Now, thanks to a report recently issued by the Retail, Wholesale and Department Store Union/UFCW (RWDSU), living wage supporters have more statistics to support the DC Large Retailer Accountability Act becoming law.

“It proves that living-wage job requirements not only improve work conditions in the city, but do not impair economic development,” said RWDSU President Stuart Applebaum, at the one-year anniversary of the implementation of a New York City law which was enacted despite a mayoral veto.

Moreover, organized labor as a whole is making this an important grassroots issue. The AFL-CIO Executive Council unanimously voted to support the D.C. measure that would require retailers with more than $1 billion in annual sales and with individual facilities of more than 75,000 square feet to pay a living wage of $12.50 an hour.

The DC City Council voted 8-5 to require big box stores like Walmart to pay its employees such a living wage. The retail giant had already started construction on three stores and was readying plans to build three more.

But Walmart would have none of it. As the company did years ago in Chicago when that city’s council passed such a requirement, it said if the bill was signed into law, it would automatically drop plans to build the three stores that have not progressed very far and might even abandon plans to go ahead with the three sites that have gone beyond the planning stage.

Washington Mayor Vincent Gray has threatened to veto the bill. The measure has yet to reach his desk. Nine council votes would be needed to override a veto. (In Chicago, then-Mayor Daley’s veto was upheld and Walmart moved into the city.)

In addition, a report released by the Democratic staff of the House Committee on Education and the Workforce in May reaffirms the RWDSU findings. It stated, “Low wages leave Walmart workers unable to afford the necessities of life, [and] taxpayers pick up the tab.” The report noted one Walmart Supercenter store in Wisconsin “costs taxpayers at least $904,542 per year and could cost taxpayers up to $1,744,590 per year — about $5,815 per employee.”

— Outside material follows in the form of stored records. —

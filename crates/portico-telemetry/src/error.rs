//! Telemetry error types.

use thiserror::Error;

/// Errors raised while setting up logging.
#[derive(Debug, Error)]
pub enum TelemetryError {
    /// The filter directive string could not be parsed.
    #[error("invalid log filter '{filter}': {reason}")]
    InvalidFilter {
        /// The rejected directive string.
        filter: String,
        /// Parser message.
        reason: String,
    },

    /// A global subscriber is already installed.
    #[error("failed to initialize logging: {0}")]
    LoggingInit(String),
}

/// Result alias for telemetry operations.
pub type TelemetryResult<T> = Result<T, TelemetryError>;
//! Route handler abstraction.

use std::future::Future;
use std::sync::Arc;

use portico_core::{BoxFuture, Request, Response};

use crate::params::Params;

/// Input passed to a route handler.
#[derive(Debug, Clone)]
pub struct HandlerParams {
    /// The incoming request, shared with middleware and interceptors.
    pub request: Arc<Request>,

    /// Parameters captured from the request path.
    pub params: Params,
}

/// An application-defined request handler.
///
/// Implemented for every `Fn(HandlerParams) -> impl Future<Output = Response>`,
/// so plain async closures can be registered directly.
///
/// # Example
///
/// ```rust
/// use portico_core::{Response, ResponseExt};
/// use portico_router::{Handler, HandlerParams};
/// use http::StatusCode;
///
/// fn assert_handler<H: Handler>(_: H) {}
///
/// assert_handler(|p: HandlerParams| async move {
///     let id = p.params.get("id").unwrap_or("none").to_string();
///     Response::text(StatusCode::OK, id)
/// });
/// ```
pub trait Handler: Send + Sync + 'static {
    /// Produces the response for one request.
    fn call(&self, input: HandlerParams) -> BoxFuture<'static, Response>;
}

impl<F, Fut> Handler for F
where
    F: Fn(HandlerParams) -> Fut + Send + Sync + 'static,
    Fut: Future<Output = Response> + Send + 'static,
{
    fn call(&self, input: HandlerParams) -> BoxFuture<'static, Response> {
        Box::pin(self(input))
    }
}

/// A type-erased handler as stored on a [`Route`](crate::Route).
pub type BoxedHandler = Arc<dyn Handler>;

Wal-Mart is one of the largest and most profitable companies in the world. What it does has an effect on the entire job market. That is why Metro Washington Council AFL-CIO President Joslyn Williams is urging union members and their supporters to contact Mayor Gray to sign the Large Retailer Accountability Act through the internet at http://go.aflcio.org/DClivingwage.

Finally, Walmart’s efforts to enter big city markets have become an issue in the New York City mayoral contest. One candidate, Christine Quinn, stated: “As long as Walmart’s behavior remains the same, they’re not welcome in New York City. New York isn’t changing. Walmart has to change.”